The response should contain every entry, reproduced exactly.

Start of EXERCISE MATERIALS

//! Patient fixture boundary for the HITH explainability dashboard.
//!
//! This crate owns the on-disk JSON fixture (`{ "patients": [ ... ] }`) and its translation
//! into typed, immutable patient records:
//! - strict wire models for deserialisation
//! - translation helpers from wire structs to domain types
//! - fail-fast validation of required fields, reported with the JSON path of the culprit
//!
//! Nothing here renders or ranks anything; that belongs to `hith-core`.

pub mod concept;
pub mod note;
pub mod patient;

pub use concept::{ConceptGraphData, ConceptNode};
pub use note::{Note, NoteType, TargetPhrase};
pub use patient::{
    ClinicalInfo, Demographics, Eligibility, FeatureScore, PatientRecord, SimilarPatient,
};

use serde::Deserialize;
use std::path::Path;

/// Errors returned by the `hith-fixture` boundary crate.
#[derive(Debug, thiserror::Error)]
pub enum FixtureError {
    #[error("failed to read fixture {path}: {source}")]
    Read {
        path: std::path::PathBuf,
        #[source]
        source: std::io::Error,
    },

    #[error("fixture schema mismatch at {path}: {message}")]
    Schema { path: String, message: String },

    #[error("translation error at {path}: {message}")]
    Translation { path: String, message: String },
}

impl FixtureError {
    pub(crate) fn translation(path: impl Into<String>, message: impl Into<String>) -> Self {
        FixtureError::Translation {
            path: path.into(),
            message: message.into(),
        }
    }
}

/// Type alias for Results that can fail with a [`FixtureError`].
pub type FixtureResult<T> = Result<T, FixtureError>;

/// Fixture file operations.
///
/// Zero-sized type used for namespacing; all methods are associated functions.
pub struct Fixture;

impl Fixture {
    /// Parse a fixture from JSON text.
    ///
    /// Uses `serde_path_to_error` so that a schema mismatch names the failing field
    /// (for example `patients[2].clinical_info.diagnosis`).
    ///
    /// # Errors
    ///
    /// Returns [`FixtureError::Schema`] when the JSON does not match the wire schema and
    /// [`FixtureError::Translation`] when a value is present but unusable (unknown note
    /// type, malformed date, dangling concept edge, non-finite score, ...).
    pub fn parse(json_text: &str) -> FixtureResult<Vec<PatientRecord>> {
        let mut deserializer = serde_json::Deserializer::from_str(json_text);

        let wire = match serde_path_to_error::deserialize::<_, FixtureWire>(&mut deserializer) {
            Ok(parsed) => parsed,
            Err(err) => {
                let path = err.path().to_string();
                let source = err.into_inner();
                let path = if path.is_empty() || path == "." {
                    "<root>".to_string()
                } else {
                    path
                };
                return Err(FixtureError::Schema {
                    path,
                    message: source.to_string(),
                });
            }
        };

        wire.patients
            .into_iter()
            .enumerate()
            .map(|(i, p)| patient::wire_to_domain(p, &format!("patients[{i}]")))
            .collect()
    }

    /// Read and parse a fixture file.
    ///
    /// # Errors
    ///
    /// Returns [`FixtureError::Read`] if the file cannot be read, otherwise the errors of
    /// [`Fixture::parse`].
    pub fn load(path: &Path) -> FixtureResult<Vec<PatientRecord>> {
        let text = std::fs::read_to_string(path).map_err(|source| FixtureError::Read {
            path: path.to_path_buf(),
            source,
        })?;
        Self::parse(&text)
    }
}

#[derive(Debug, Deserialize)]
struct FixtureWire {
    patients: Vec<patient::PatientWire>,
}

#[cfg(test)]
mod tests {
    use super::*;
    use std::io::Write;

    const MINIMAL: &str = r#"{
  "patients": [
    {
      "name": "John Doe",
      "demographics": {"age": 72, "gender": "Male", "ward": "4 West", "bed": 12},
      "eligible": true,
      "similarity_score": 0.87,
      "clinical_info": {
        "diagnosis": "Community acquired pneumonia",
        "medical_specialty": "General Medicine"
      }
    }
  ]
}"#;

    #[test]
    fn parses_minimal_fixture() {
        let patients = Fixture::parse(MINIMAL).expect("parse fixture");
        assert_eq!(patients.len(), 1);
        let p = &patients[0];
        assert_eq!(p.id.as_str(), "John Doe");
        assert_eq!(p.demographics.bed, "12");
        assert_eq!(p.eligibility, Eligibility::Eligible);
        assert!(p.notes.is_empty());
        assert!(p.similar_patients.is_empty());
        assert!(p.feature_importance.is_empty());
        assert!(p.concept_graph.is_none());
    }

    #[test]
    fn reports_path_of_missing_required_field() {
        let input = r#"{"patients": [{
            "name": "Jane",
            "demographics": {"age": 60, "gender": "F", "ward": "2", "bed": "3"},
            "eligible": false,
            "similarity_score": 0.5,
            "clinical_info": {"medical_specialty": "Cardiology"}
        }]}"#;

        let err = Fixture::parse(input).expect_err("diagnosis is required");
        match err {
            FixtureError::Schema { path, message } => {
                assert!(path.starts_with("patients[0].clinical_info"), "{path}");
                assert!(message.contains("diagnosis"), "{message}");
            }
            other => panic!("expected Schema error, got {other:?}"),
        }
    }

    #[test]
    fn rejects_missing_patients_key() {
        let err = Fixture::parse("{}").expect_err("patients key is required");
        assert!(matches!(err, FixtureError::Schema { .. }));
    }

    #[test]
    fn rejects_malformed_json() {
        let err = Fixture::parse("{\"patients\": [").expect_err("truncated json");
        assert!(matches!(err, FixtureError::Schema { .. }));
    }

    #[test]
    fn loads_fixture_from_file() {
        let mut file = tempfile::NamedTempFile::new().expect("temp file");
        file.write_all(MINIMAL.as_bytes()).expect("write fixture");

        let patients = Fixture::load(file.path()).expect("load fixture");
        assert_eq!(patients[0].name.as_str(), "John Doe");
    }

    #[test]
    fn missing_file_is_a_read_error() {
        let dir = tempfile::tempdir().expect("temp dir");
        let err = Fixture::load(&dir.path().join("absent.json")).expect_err("no such file");
        assert!(matches!(err, FixtureError::Read { .. }));
    }
}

End of EXERCISE MATERIALS

◆ **SOLUTION TO THE PROBLEM**
//! Patient fixture boundary for the HITH explainability dashboard.
//!
//! This crate owns the on-disk JSON fixture (`{ "patients": [ ... ] }`) and its translation
//! into typed, immutable patient records:
//! - strict wire models for deserialisation
//! - translation helpers from wire structs to domain types
//! - fail-fast validation of required fields, reported with the JSON path of the culprit
//!
//! Nothing here renders or ranks anything; that belongs to `hith-core`.

pub mod concept;
pub mod note;
pub mod patient;

pub use concept::{ConceptGraphData, ConceptNode};
pub use note::{Note, NoteType, TargetPhrase};
pub use patient::{
    ClinicalInfo, Demographics, Eligibility, FeatureScore, PatientRecord, SimilarPatient,
};

use serde::Deserialize;
use std::path::Path;

/// Errors returned by the `hith-fixture` boundary crate.
#[derive(Debug, thiserror::Error)]
pub enum FixtureError {
    #[error("failed to read fixture {path}: {source}")]
    Read {
        path: std::path::PathBuf,
        #[source]
        source: std::io::Error,
    },

    #[error("fixture schema mismatch at {path}: {message}")]
    Schema { path: String, message: String },

    #[error("translation error at {path}: {message}")]
    Translation { path: String, message: String },
}

impl FixtureError {
    pub(crate) fn translation(path: impl Into<String>, message: impl Into<String>) -> Self {
        FixtureError::Translation {
            path: path.into(),
            message: message.into(),
        }
    }
}

/// Type alias for Results that can fail with a [`FixtureError`].
pub type FixtureResult<T> = Result<T, FixtureError>;

/// Fixture file operations.
///
/// Zero-sized type used for namespacing; all methods are associated functions.
pub struct Fixture;

impl Fixture {
    /// Parse a fixture from JSON text.
    ///
    /// Uses `serde_path_to_error` so that a schema mismatch names the failing field
    /// (for example `patients[2].clinical_info.diagnosis`).
    ///
    /// # Errors
    ///
    /// Returns [`FixtureError::Schema`] when the JSON does not match the wire schema and
    /// [`FixtureError::Translation`] when a value is present but unusable (unknown note
    /// type, malformed date, dangling concept edge, non-finite score, ...).
    pub fn parse(json_text: &str) -> FixtureResult<Vec<PatientRecord>> {
        let mut deserializer = serde_json::Deserializer::from_str(json_text);

        let wire = match serde_path_to_error::deserialize::<_, FixtureWire>(&mut deserializer) {
            Ok(parsed) => parsed,
            Err(err) => {
                let path = err.path().to_string();
                let source = err.into_inner();
                let path = if path.is_empty() || path == "." {
                    "<root>".to_string()
                } else {
                    path
                };
                return Err(FixtureError::Schema {
                    path,
                    message: source.to_string(),
                });
            }
        };

        wire.patients
            .into_iter()
            .enumerate()
            .map(|(i, p)| patient::wire_to_domain(p, &format!("patients[{i}]")))
            .collect()
    }

    /// Read and parse a fixture file.
    ///
    /// # Errors
    ///
    /// Returns [`FixtureError::Read`] if the file cannot be read, otherwise the errors of
    /// [`Fixture::parse`].
    pub fn load(path: &Path) -> FixtureResult<Vec<PatientRecord>> {
        let text = std::fs::read_to_string(path).map_err(|source| FixtureError::Read {
            path: path.to_path_buf(),
            source,
        })?;
        Self::parse(&text)
    }
}

#[derive(Debug, Deserialize)]
struct FixtureWire {
    patients: Vec<patient::PatientWire>,
}

#[cfg(test)]
mod tests {
    use super::*;
    use std::io::Write;

    const MINIMAL: &str = r#"{
  "patients": [
    {
      "name": "John Doe",
      "demographics": {"age": 72, "gender": "Male", "ward": "4 West", "bed": 12},
      "eligible": true,
      "similarity_score": 0.87,
      "clinical_info": {
        "diagnosis": "Community acquired pneumonia",
        "medical_specialty": "General Medicine"
      }
    }
  ]
}"#;

    #[test]
    fn parses_minimal_fixture() {
        let patients = Fixture::parse(MINIMAL).expect("parse fixture");
        assert_eq!(patients.len(), 1);
        let p = &patients[0];
        assert_eq!(p.id.as_str(), "John Doe");
        assert_eq!(p.demographics.bed, "12");
        assert_eq!(p.eligibility, Eligibility::Eligible);
        assert!(p.notes.is_empty());
        assert!(p.similar_patients.is_empty());
        assert!(p.feature_importance.is_empty());
        assert!(p.concept_graph.is_none());
    }

    #[test]
    fn reports_path_of_missing_required_field() {
        let input = r#"{"patients": [{
            "name": "Jane",
            "demographics": {"age": 60, "gender": "F", "ward": "2", "bed": "3"},
            "eligible": false,
            "similarity_score": 0.5,
            "clinical_info": {"medical_specialty": "Cardiology"}
        }]}"#;

        let err = Fixture::parse(input).expect_err("diagnosis is required");
        match err {
            FixtureError::Schema { path, message } => {
                assert!(path.starts_with("patients[0].clinical_info"), "{path}");
                assert!(message.contains("diagnosis"), "{message}");
            }
            other => panic!("expected Schema error, got {other:?}"),
        }
    }

    #[test]
    fn rejects_missing_patients_key() {
        let err = Fixture::parse("{}").expect_err("patients key is required");
        assert!(matches!(err, FixtureError::Schema { .. }));
    }

    #[test]
    fn rejects_malformed_json() {
        let err = Fixture::parse("{\"patients\": [").expect_err("truncated json");
        assert!(matches!(err, FixtureError::Schema { .. }));
    }

    #[test]
    fn loads_fixture_from_file() {
        let mut file = tempfile::NamedTempFile::new().expect("temp file");
        file.write_all(MINIMAL.as_bytes()).expect("write fixture");

        let patients = Fixture::load(file.path()).expect("load fixture");
        assert_eq!(patients[0].name.as_str(), "John Doe");
    }

    #[test]
    fn missing_file_is_a_read_error() {
        let dir = tempfile::tempdir().expect("temp dir");
        let err = Fixture::load(&dir.path().join("absent.json")).expect_err("no such file");
        assert!(matches!(err, FixtureError::Read { .. }));
    }
}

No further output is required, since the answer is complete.